When an infidelity occurs, we usually worry about the feelings of the victim of this, but it can also be a tough process for the person who has committed the infidelity. In Psychology-Online we want to explain what feelings a person experiences who has been unfaithful.
- What does a person feel after an infidelity
- How does a cheater feel
- What does an unfaithful person feel when discovered and how does he act
- Is it normal not to feel guilty after an infidelity?
What does a person feel after an infidelity.
What a person feels after an infidelity it will depend on the type of person, their values and beliefs and the type of infidelity that she has committed.
Thus, for example, a person who until then considered himself faithful and who asks her partner for fidelity, after committing the infidelity may feel regret and guilt. And yet she can repeat that act on more occasions.
There are also people who do not feel guilt. And those same people can feel guilty when they care the most about the person they cheat.
As we can see, there are no concrete feelings for all the unfaithful just after committing the infidelity, but next we are going to see some feelings or emotions that the unfaithful people.
How an infidel feels.
The feelings experienced by a person who has cheated on her partner are:
Recurring thoughts appear about the infidelity that has been committed or is being committed, which causes anxiety in the unfaithful. The consequences of her actions appear in her mind: accusation, judgment and social and family rejection, loss of partner and family, etc.
2. Guilt or remorse of conscience
Studies show that 60% of the unfaithful do not feel guilty when he practices infidelity. Except if the cheating occurs in specific circumstances, such as when your partner is hospitalized, when the Infidelity occurs in the couple's bed or when they are more attracted or attracted to their lover than to their partner. Other circumstances in which guilt usually appears are when there is a pregnancy or her partner is currently taking care of the common children.
Guilt does usually appear when infidelity is discovered due to the emotional damage it has on the partner (pain, disappointment, betrayal ...) and in the relationship (estrangement, arguments, loss of trust and complicity…).
3. Fear of being discovered
The unfaithful person often lives in constant fear of being discovered. This can affect your mental health and it is common for irritability.
Living constantly in fear or fear of being discovered produces a situation of stress in the infidel.
When infidelity is more of an adventure than a specific moment, the unfaithful begins to feel indecisive between his partner and his lover.
One of the feelings that a person who has been unfaithful experiences is sadness, which can appear associated with the feeling of guilt for the infidelity.
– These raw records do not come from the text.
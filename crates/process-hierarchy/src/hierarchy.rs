use crate::error::HierarchyError;
use crate::record::{ProcessRecord, RawProcessRecord};
use libc::pid_t;
use log::{debug, warn};
use serde::{Deserialize, Serialize};
use std::collections::HashMap;

/// What to do when the same pid is recorded more than once
#[derive(Debug, Clone, Copy, Default, PartialEq, Eq, Serialize, Deserialize)]
#[serde(rename_all = "lowercase")]
pub enum DuplicatePolicy {
    /// Every occurrence appends the pid to its parent's children
    #[default]
    Append,
    /// A pid is listed at most once, under the parent from its last record
    Unique,
}

/// A process in the registry
#[derive(Debug, Clone, PartialEq, Eq)]
pub struct ProcessNode {
    pub pid: pid_t,
    pub command: String,
    /// `None` while the node is only known as someone's parent
    pub parent_pid: Option<pid_t>,
    /// Child pids in the order their records were first seen
    pub children: Vec<pid_t>,
}

impl ProcessNode {
    fn placeholder(pid: pid_t) -> Self {
        Self {
            pid,
            command: String::new(),
            parent_pid: None,
            children: Vec::new(),
        }
    }

    pub fn is_placeholder(&self) -> bool {
        self.parent_pid.is_none()
    }
}

/// All processes of one snapshot, keyed by pid
#[derive(Debug, Clone, Default, PartialEq, Eq)]
pub struct ProcessRegistry {
    nodes: HashMap<pid_t, ProcessNode>,
}

impl ProcessRegistry {
    pub fn get(&self, pid: pid_t) -> Option<&ProcessNode> {
        self.nodes.get(&pid)
    }

    pub fn contains(&self, pid: pid_t) -> bool {
        self.nodes.contains_key(&pid)
    }

    /// Children of `pid` in stored order, empty if the pid is unknown
    pub fn children_of(&self, pid: pid_t) -> &[pid_t] {
        self.nodes
            .get(&pid)
            .map(|node| node.children.as_slice())
            .unwrap_or_default()
    }

    pub fn len(&self) -> usize {
        self.nodes.len()
    }

    pub fn is_empty(&self) -> bool {
        self.nodes.is_empty()
    }
}

/// A data-quality problem found while building, never fatal
#[derive(Debug, Clone, PartialEq, Eq, thiserror::Error)]
pub enum BuildIssue {
    #[error("skipped {0}")]
    Malformed(HierarchyError),

    #[error("pid {pid} recorded more than once, replacing command {previous_command:?}")]
    Duplicate {
        pid: pid_t,
        previous_command: String,
    },
}

#[derive(Debug)]
pub struct BuildOutcome {
    pub registry: ProcessRegistry,
    pub issues: Vec<BuildIssue>,
}

/// Builds a ProcessRegistry from process records, in a single pass
pub struct HierarchyBuilder {
    registry: ProcessRegistry,
    policy: DuplicatePolicy,
    issues: Vec<BuildIssue>,
}

impl Default for HierarchyBuilder {
    fn default() -> Self {
        Self::new(DuplicatePolicy::default())
    }
}

impl HierarchyBuilder {
    pub fn new(policy: DuplicatePolicy) -> Self {
        Self {
            registry: ProcessRegistry::default(),
            policy,
            issues: Vec::new(),
        }
    }

    /// Build a registry from typed records with the default duplicate policy
    pub fn build(records: impl IntoIterator<Item = ProcessRecord>) -> ProcessRegistry {
        let mut builder = Self::default();
        for record in records {
            builder.push(record);
        }
        builder.into_outcome().registry
    }

    /// Build a registry from raw rows, skipping the ones that do not parse
    pub fn build_raw<'a>(
        rows: impl IntoIterator<Item = &'a RawProcessRecord>,
        policy: DuplicatePolicy,
    ) -> BuildOutcome {
        let mut builder = Self::new(policy);
        for row in rows {
            builder.push_raw(row);
        }
        builder.into_outcome()
    }

    pub fn push_raw(&mut self, row: &RawProcessRecord) {
        match row.parse() {
            Ok(record) => self.push(record),
            Err(err) => {
                warn!("Skipping process record: {err}");
                self.issues.push(BuildIssue::Malformed(err));
            }
        }
    }

    /// Insert or update the node for `record.pid` and link it to its parent
    pub fn push(&mut self, record: ProcessRecord) {
        let ProcessRecord {
            parent_pid,
            pid,
            command,
        } = record;

        let previous = self
            .registry
            .nodes
            .get(&pid)
            .filter(|node| !node.is_placeholder())
            .map(|node| (node.command.clone(), node.parent_pid));

        let mut link = true;
        if let Some((previous_command, previous_parent)) = previous {
            debug!("Duplicate record for pid {pid}: {previous_command:?} -> {command:?}");
            self.issues.push(BuildIssue::Duplicate {
                pid,
                previous_command,
            });

            if self.policy == DuplicatePolicy::Unique {
                match previous_parent {
                    Some(previous_parent) if previous_parent == parent_pid => link = false,
                    Some(previous_parent) => self.unlink(previous_parent, pid),
                    None => {}
                }
            }
        }

        let node = self
            .registry
            .nodes
            .entry(pid)
            .or_insert_with(|| ProcessNode::placeholder(pid));
        node.command = command;
        node.parent_pid = Some(parent_pid);

        if link {
            self.register_parent_child(parent_pid, pid);
        }
    }

    /// Register a parent-child relationship, creating the parent if needed
    fn register_parent_child(&mut self, parent_pid: pid_t, child_pid: pid_t) {
        self.registry
            .nodes
            .entry(parent_pid)
            .or_insert_with(|| ProcessNode::placeholder(parent_pid))
            .children
            .push(child_pid);
    }

    fn unlink(&mut self, parent_pid: pid_t, child_pid: pid_t) {
        if let Some(parent) = self.registry.nodes.get_mut(&parent_pid) {
            parent.children.retain(|&pid| pid != child_pid);
        }
    }

    /// Get the completed registry along with everything worth reporting
    pub fn into_outcome(self) -> BuildOutcome {
        BuildOutcome {
            registry: self.registry,
            issues: self.issues,
        }
    }
}

#[cfg(test)]
mod tests {
    use super::*;

    fn sample_records() -> Vec<ProcessRecord> {
        vec![
            ProcessRecord::new(0, 1, "/sbin/init"),
            ProcessRecord::new(1, 2, "/usr/bin/bash"),
            ProcessRecord::new(1, 3, "/usr/bin/sshd"),
            ProcessRecord::new(3, 4, "/usr/bin/zsh"),
        ]
    }

    fn raw(line: &str) -> RawProcessRecord {
        RawProcessRecord::from_columns(line)
    }

    #[test]
    fn test_build_links_children() {
        let registry = HierarchyBuilder::build(sample_records());

        // 0 is a placeholder parent for init
        assert_eq!(registry.len(), 5);
        assert_eq!(registry.children_of(0), &[1]);
        assert_eq!(registry.children_of(1), &[2, 3]);
        assert_eq!(registry.children_of(3), &[4]);
        assert!(registry.children_of(4).is_empty());

        let init = registry.get(1).unwrap();
        assert_eq!(init.command, "/sbin/init");
        assert_eq!(init.parent_pid, Some(0));
        assert!(registry.get(0).unwrap().is_placeholder());
    }

    #[test]
    fn test_children_keep_first_seen_order() {
        let registry = HierarchyBuilder::build([
            ProcessRecord::new(1, 30, "c"),
            ProcessRecord::new(1, 10, "a"),
            ProcessRecord::new(1, 20, "b"),
        ]);
        assert_eq!(registry.children_of(1), &[30, 10, 20]);
    }

    #[test]
    fn test_child_before_parent_populates_placeholder() {
        let registry = HierarchyBuilder::build([
            ProcessRecord::new(7, 8, "child"),
            ProcessRecord::new(1, 7, "parent"),
        ]);

        let parent = registry.get(7).unwrap();
        assert!(!parent.is_placeholder());
        assert_eq!(parent.command, "parent");
        assert_eq!(parent.children, vec![8]);
        assert_eq!(registry.children_of(1), &[7]);
    }

    #[test]
    fn test_unknown_pid_has_no_children() {
        let registry = HierarchyBuilder::build(sample_records());
        assert!(!registry.contains(99));
        assert!(registry.children_of(99).is_empty());
    }

    #[test]
    fn test_duplicate_append_policy() {
        let mut records = sample_records();
        records.push(ProcessRecord::new(1, 2, "/usr/bin/fish"));

        let rows: Vec<RawProcessRecord> = records.into_iter().map(Into::into).collect();
        let outcome = HierarchyBuilder::build_raw(&rows, DuplicatePolicy::Append);

        assert_eq!(outcome.registry.get(2).unwrap().command, "/usr/bin/fish");
        assert_eq!(outcome.registry.children_of(1), &[2, 3, 2]);
        assert_eq!(
            outcome.issues,
            vec![BuildIssue::Duplicate {
                pid: 2,
                previous_command: "/usr/bin/bash".to_string(),
            }]
        );
    }

    #[test]
    fn test_duplicate_unique_policy_keeps_first_position() {
        let mut builder = HierarchyBuilder::new(DuplicatePolicy::Unique);
        for record in sample_records() {
            builder.push(record);
        }
        builder.push(ProcessRecord::new(1, 2, "/usr/bin/fish"));

        let outcome = builder.into_outcome();
        assert_eq!(outcome.registry.children_of(1), &[2, 3]);
        assert_eq!(outcome.registry.get(2).unwrap().command, "/usr/bin/fish");
        assert_eq!(outcome.issues.len(), 1);
    }

    #[test]
    fn test_duplicate_unique_policy_moves_to_new_parent() {
        let mut builder = HierarchyBuilder::new(DuplicatePolicy::Unique);
        for record in sample_records() {
            builder.push(record);
        }
        builder.push(ProcessRecord::new(3, 2, "/usr/bin/bash"));

        let registry = builder.into_outcome().registry;
        assert_eq!(registry.children_of(1), &[3]);
        assert_eq!(registry.children_of(3), &[4, 2]);
        assert_eq!(registry.get(2).unwrap().parent_pid, Some(3));
    }

    #[test_log::test]
    fn test_build_raw_skips_malformed_rows() {
        let rows = vec![
            raw("0 1 /sbin/init"),
            raw("1 x bash"),
            raw("1 3 sshd"),
            raw("1"),
        ];
        let outcome = HierarchyBuilder::build_raw(&rows, DuplicatePolicy::default());

        assert_eq!(outcome.registry.children_of(1), &[3]);
        assert_eq!(outcome.issues.len(), 2);
        assert!(
            outcome
                .issues
                .iter()
                .all(|issue| matches!(issue, BuildIssue::Malformed(_)))
        );
    }

    #[test]
    fn test_self_parented_record() {
        let registry = HierarchyBuilder::build([ProcessRecord::new(5, 5, "loop")]);
        assert_eq!(registry.len(), 1);
        assert_eq!(registry.children_of(5), &[5]);
    }
}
By keeping her infidelity a secret, the unfaithful person may feel frustrated at not being able to make certain plans with her lover so as not to be seen. He is also frustrated that he cannot tell how he feels about her infidelity because of the danger it entails.
8. Increased self-esteem
Not all the emotions of the unfaithful are negative, if so, there would probably be no infidelity. Among the pleasant emotions and feelings that the unfaithful person experiences is the apparent increase in self-esteem or self-confidence. The unfaithful you feel loved and admired by your lover. In addition, he begins to worry more about his physical appearance and takes care of her appearance.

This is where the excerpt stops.